===== Dataset records =====

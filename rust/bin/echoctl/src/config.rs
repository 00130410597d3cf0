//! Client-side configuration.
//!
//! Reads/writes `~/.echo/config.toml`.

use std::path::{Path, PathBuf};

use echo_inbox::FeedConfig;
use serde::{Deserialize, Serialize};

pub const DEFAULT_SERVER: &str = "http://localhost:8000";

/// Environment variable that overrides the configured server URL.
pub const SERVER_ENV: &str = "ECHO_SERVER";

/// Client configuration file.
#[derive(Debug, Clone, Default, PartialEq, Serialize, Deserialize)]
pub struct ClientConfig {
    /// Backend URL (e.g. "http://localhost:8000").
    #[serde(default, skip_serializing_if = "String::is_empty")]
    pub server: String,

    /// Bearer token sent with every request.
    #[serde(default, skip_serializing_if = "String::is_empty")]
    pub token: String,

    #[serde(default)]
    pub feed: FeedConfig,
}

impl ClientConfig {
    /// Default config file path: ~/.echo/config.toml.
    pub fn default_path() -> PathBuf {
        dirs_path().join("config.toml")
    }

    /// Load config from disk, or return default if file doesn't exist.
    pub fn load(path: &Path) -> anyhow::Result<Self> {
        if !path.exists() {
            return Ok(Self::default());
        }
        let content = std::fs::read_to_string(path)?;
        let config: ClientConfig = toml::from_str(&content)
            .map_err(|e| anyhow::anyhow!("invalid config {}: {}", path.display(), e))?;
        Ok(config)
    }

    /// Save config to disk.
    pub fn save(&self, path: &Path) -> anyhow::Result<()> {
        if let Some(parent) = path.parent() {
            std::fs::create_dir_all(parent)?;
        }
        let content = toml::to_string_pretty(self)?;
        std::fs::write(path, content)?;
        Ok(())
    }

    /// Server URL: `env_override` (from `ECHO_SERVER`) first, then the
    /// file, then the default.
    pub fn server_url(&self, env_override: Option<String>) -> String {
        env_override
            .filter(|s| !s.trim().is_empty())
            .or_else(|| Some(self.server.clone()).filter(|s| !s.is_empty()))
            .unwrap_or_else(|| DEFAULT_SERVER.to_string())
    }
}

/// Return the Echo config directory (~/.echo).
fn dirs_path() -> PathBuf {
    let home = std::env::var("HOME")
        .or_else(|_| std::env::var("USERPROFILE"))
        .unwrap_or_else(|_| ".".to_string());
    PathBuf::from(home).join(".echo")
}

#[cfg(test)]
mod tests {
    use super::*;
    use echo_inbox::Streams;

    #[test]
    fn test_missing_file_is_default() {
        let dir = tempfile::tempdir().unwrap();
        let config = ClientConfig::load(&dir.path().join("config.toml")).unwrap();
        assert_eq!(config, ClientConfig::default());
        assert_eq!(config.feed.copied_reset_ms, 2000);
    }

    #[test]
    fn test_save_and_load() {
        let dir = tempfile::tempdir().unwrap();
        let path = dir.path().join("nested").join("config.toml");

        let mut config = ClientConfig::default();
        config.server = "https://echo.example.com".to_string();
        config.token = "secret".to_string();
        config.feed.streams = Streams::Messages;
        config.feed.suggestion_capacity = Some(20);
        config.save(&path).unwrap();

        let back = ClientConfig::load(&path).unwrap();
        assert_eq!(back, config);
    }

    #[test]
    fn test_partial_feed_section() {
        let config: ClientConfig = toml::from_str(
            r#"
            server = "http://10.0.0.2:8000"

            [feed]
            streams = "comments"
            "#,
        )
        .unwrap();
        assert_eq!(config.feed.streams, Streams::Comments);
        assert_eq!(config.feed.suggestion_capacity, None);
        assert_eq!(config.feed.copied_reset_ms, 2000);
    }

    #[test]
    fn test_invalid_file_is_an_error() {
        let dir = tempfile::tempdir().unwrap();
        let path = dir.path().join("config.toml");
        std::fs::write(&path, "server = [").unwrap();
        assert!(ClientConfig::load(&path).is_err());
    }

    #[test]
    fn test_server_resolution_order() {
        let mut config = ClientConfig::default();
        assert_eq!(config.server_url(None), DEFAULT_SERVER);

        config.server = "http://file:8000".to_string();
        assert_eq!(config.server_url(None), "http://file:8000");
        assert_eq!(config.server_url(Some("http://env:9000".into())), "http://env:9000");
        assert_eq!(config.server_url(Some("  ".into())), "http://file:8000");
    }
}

=====
===== Dataset records =====

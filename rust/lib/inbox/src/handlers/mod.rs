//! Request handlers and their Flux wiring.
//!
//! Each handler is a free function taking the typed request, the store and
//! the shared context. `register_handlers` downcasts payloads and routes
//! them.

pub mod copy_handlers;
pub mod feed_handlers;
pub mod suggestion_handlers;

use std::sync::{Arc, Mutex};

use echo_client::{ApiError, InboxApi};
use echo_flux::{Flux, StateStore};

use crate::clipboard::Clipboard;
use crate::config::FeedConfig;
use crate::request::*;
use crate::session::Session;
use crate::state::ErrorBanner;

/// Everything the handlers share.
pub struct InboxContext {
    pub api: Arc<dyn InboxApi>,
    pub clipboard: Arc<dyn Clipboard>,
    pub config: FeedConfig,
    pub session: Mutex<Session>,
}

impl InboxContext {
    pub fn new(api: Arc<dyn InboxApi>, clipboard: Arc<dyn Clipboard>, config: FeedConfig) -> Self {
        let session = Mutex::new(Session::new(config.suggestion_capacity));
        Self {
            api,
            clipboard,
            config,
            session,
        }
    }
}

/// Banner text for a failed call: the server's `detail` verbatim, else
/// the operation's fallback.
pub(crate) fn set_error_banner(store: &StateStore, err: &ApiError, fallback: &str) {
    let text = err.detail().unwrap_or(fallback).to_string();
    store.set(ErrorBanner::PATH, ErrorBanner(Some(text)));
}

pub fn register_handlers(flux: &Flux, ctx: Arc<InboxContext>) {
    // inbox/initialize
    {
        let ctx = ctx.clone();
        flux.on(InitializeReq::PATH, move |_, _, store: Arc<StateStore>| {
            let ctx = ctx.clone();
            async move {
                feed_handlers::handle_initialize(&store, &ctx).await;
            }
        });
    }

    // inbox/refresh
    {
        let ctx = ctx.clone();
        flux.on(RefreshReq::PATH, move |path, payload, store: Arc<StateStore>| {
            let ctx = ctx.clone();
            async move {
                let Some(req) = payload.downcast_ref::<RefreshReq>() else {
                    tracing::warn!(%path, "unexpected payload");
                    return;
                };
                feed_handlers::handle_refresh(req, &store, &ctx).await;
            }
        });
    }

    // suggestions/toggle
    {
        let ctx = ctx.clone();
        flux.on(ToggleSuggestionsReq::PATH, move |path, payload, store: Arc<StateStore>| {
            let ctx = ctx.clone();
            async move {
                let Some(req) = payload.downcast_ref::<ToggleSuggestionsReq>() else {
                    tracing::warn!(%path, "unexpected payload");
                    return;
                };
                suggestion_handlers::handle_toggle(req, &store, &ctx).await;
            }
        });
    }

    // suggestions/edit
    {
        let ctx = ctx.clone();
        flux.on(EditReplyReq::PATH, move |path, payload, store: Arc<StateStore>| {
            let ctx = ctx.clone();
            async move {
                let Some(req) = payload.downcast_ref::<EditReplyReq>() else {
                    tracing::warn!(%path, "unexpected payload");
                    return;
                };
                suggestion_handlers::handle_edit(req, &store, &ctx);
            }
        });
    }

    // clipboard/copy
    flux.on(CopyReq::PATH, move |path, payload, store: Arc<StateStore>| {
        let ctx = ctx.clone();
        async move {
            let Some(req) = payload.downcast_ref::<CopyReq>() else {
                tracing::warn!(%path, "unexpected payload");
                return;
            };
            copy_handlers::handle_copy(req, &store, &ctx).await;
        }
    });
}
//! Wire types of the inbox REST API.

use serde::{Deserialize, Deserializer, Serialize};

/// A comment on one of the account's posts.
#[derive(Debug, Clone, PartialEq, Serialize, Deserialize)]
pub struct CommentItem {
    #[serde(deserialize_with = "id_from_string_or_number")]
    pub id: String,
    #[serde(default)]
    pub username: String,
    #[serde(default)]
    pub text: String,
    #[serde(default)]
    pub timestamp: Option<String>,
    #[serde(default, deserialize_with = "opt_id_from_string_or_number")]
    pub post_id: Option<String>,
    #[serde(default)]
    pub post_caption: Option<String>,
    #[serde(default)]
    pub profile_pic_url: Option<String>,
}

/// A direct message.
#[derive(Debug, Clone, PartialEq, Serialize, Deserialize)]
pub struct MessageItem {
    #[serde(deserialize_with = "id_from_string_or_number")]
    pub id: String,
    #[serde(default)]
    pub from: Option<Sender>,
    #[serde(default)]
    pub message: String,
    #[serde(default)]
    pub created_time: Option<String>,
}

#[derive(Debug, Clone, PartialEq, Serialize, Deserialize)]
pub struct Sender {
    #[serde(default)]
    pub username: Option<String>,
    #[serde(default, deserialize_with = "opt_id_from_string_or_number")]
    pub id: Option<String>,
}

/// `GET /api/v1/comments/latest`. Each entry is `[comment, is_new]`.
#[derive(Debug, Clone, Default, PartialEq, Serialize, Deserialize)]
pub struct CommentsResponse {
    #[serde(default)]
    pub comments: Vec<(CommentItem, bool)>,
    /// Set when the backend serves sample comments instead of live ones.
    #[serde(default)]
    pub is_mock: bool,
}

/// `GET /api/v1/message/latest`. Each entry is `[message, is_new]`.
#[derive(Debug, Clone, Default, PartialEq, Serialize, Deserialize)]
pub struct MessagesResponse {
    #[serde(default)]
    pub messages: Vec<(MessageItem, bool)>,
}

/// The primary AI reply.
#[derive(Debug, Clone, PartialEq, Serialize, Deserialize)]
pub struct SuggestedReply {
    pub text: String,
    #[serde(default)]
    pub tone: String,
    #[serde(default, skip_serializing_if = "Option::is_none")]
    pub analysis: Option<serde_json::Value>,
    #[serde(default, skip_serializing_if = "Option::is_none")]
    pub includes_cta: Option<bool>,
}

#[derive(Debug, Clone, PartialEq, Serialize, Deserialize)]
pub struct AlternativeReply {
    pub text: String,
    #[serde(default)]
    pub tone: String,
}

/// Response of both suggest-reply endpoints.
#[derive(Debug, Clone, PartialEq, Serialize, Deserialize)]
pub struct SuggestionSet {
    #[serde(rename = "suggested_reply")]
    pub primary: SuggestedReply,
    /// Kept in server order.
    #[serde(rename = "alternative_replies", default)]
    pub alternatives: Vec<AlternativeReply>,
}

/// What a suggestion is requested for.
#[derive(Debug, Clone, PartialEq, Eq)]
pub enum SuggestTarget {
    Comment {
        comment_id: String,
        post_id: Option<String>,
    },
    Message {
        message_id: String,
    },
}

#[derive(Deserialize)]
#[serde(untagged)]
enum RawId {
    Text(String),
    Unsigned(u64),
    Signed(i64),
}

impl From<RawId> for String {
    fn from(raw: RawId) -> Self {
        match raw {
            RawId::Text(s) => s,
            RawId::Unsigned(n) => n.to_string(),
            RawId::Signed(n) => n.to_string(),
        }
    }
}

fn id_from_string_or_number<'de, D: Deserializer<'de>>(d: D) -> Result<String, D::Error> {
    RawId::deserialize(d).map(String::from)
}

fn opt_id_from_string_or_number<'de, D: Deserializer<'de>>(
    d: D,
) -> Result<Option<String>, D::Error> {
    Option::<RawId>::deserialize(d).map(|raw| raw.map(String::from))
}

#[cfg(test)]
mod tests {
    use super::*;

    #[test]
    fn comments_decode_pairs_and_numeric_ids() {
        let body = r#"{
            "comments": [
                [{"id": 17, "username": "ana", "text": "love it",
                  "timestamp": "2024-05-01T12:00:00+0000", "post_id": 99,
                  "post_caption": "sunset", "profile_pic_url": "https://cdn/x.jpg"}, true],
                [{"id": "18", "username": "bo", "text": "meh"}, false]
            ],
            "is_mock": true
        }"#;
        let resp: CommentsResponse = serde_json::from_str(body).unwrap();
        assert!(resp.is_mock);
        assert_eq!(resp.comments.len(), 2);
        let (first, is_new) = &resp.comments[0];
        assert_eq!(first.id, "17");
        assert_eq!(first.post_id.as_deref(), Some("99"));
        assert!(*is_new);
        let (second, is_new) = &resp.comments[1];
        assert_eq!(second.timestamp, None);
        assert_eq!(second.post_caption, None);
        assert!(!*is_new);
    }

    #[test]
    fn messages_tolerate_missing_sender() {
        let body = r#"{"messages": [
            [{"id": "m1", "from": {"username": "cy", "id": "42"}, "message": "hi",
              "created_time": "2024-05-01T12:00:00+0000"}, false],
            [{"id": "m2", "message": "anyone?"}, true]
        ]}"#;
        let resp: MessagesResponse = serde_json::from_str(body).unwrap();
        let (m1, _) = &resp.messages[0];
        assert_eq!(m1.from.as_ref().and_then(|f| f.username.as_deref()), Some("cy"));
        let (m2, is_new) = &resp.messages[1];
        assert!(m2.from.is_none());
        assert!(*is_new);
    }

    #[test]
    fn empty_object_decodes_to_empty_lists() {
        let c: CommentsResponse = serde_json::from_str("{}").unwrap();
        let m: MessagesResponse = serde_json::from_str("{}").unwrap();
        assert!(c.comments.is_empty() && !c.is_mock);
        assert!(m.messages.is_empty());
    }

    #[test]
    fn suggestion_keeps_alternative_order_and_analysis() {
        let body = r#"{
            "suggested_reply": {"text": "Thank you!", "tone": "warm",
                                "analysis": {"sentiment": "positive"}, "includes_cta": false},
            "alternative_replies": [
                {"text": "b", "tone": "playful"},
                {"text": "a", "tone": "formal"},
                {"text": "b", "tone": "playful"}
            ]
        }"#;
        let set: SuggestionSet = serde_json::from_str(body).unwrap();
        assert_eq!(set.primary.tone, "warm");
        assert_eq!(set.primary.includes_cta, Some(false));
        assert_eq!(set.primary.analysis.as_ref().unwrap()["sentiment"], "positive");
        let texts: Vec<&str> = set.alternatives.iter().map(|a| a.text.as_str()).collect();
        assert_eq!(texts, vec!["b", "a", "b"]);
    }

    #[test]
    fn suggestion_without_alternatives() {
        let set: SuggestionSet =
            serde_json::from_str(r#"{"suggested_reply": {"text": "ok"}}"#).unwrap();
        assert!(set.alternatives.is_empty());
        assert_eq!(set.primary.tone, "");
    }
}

=====
===== Dataset records =====

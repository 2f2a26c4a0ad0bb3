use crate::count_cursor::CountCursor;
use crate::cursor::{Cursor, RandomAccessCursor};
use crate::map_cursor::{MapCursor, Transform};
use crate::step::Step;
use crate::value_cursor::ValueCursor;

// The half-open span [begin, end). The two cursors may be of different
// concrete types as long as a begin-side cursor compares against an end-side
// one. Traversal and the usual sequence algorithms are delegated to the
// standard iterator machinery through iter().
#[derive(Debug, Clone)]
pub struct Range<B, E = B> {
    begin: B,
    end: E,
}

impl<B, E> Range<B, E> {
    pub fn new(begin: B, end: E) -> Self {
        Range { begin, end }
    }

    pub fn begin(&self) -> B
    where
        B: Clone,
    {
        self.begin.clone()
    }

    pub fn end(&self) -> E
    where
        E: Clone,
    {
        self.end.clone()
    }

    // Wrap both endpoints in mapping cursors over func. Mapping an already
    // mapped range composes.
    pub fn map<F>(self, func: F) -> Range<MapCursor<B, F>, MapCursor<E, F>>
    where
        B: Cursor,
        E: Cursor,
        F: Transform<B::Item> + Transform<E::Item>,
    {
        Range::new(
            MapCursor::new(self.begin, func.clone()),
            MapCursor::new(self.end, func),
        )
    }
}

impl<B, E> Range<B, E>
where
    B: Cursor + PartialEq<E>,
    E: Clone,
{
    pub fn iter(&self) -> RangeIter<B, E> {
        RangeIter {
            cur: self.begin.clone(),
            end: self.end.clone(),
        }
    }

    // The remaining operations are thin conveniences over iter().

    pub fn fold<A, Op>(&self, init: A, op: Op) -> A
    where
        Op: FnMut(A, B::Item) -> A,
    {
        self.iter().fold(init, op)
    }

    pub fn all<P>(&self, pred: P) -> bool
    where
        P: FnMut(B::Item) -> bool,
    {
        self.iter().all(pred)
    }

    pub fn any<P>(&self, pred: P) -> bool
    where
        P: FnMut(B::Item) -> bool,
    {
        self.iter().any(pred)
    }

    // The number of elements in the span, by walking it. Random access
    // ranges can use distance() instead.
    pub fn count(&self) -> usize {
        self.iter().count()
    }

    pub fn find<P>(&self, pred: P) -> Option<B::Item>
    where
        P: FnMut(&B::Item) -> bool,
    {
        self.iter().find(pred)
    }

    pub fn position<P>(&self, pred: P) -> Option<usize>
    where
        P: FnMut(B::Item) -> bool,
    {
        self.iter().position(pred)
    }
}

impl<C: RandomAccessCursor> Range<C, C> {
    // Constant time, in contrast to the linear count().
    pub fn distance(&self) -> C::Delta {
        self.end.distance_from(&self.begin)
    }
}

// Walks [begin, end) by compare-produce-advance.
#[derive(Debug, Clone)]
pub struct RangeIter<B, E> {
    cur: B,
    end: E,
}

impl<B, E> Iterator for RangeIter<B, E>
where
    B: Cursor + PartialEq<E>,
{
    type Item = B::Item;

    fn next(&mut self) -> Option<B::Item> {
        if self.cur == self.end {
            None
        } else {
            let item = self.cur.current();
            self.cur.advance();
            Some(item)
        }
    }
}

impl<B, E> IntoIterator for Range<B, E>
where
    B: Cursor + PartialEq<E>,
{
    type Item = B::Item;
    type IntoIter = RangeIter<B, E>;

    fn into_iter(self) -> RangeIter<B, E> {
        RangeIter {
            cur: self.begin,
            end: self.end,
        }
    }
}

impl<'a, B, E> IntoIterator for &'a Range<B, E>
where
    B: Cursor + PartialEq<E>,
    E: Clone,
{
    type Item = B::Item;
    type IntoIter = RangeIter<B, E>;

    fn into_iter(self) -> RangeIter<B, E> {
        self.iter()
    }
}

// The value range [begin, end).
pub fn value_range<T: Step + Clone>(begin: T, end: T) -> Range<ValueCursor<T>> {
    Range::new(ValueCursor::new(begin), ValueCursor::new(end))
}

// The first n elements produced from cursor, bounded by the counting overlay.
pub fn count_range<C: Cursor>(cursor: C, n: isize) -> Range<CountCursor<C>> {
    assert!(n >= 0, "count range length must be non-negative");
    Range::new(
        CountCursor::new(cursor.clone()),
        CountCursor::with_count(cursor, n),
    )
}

=====

Exercise details.
Tell me how many lines of the records include the word "AlternativeReply", replying with the number alone.

Written solution.
2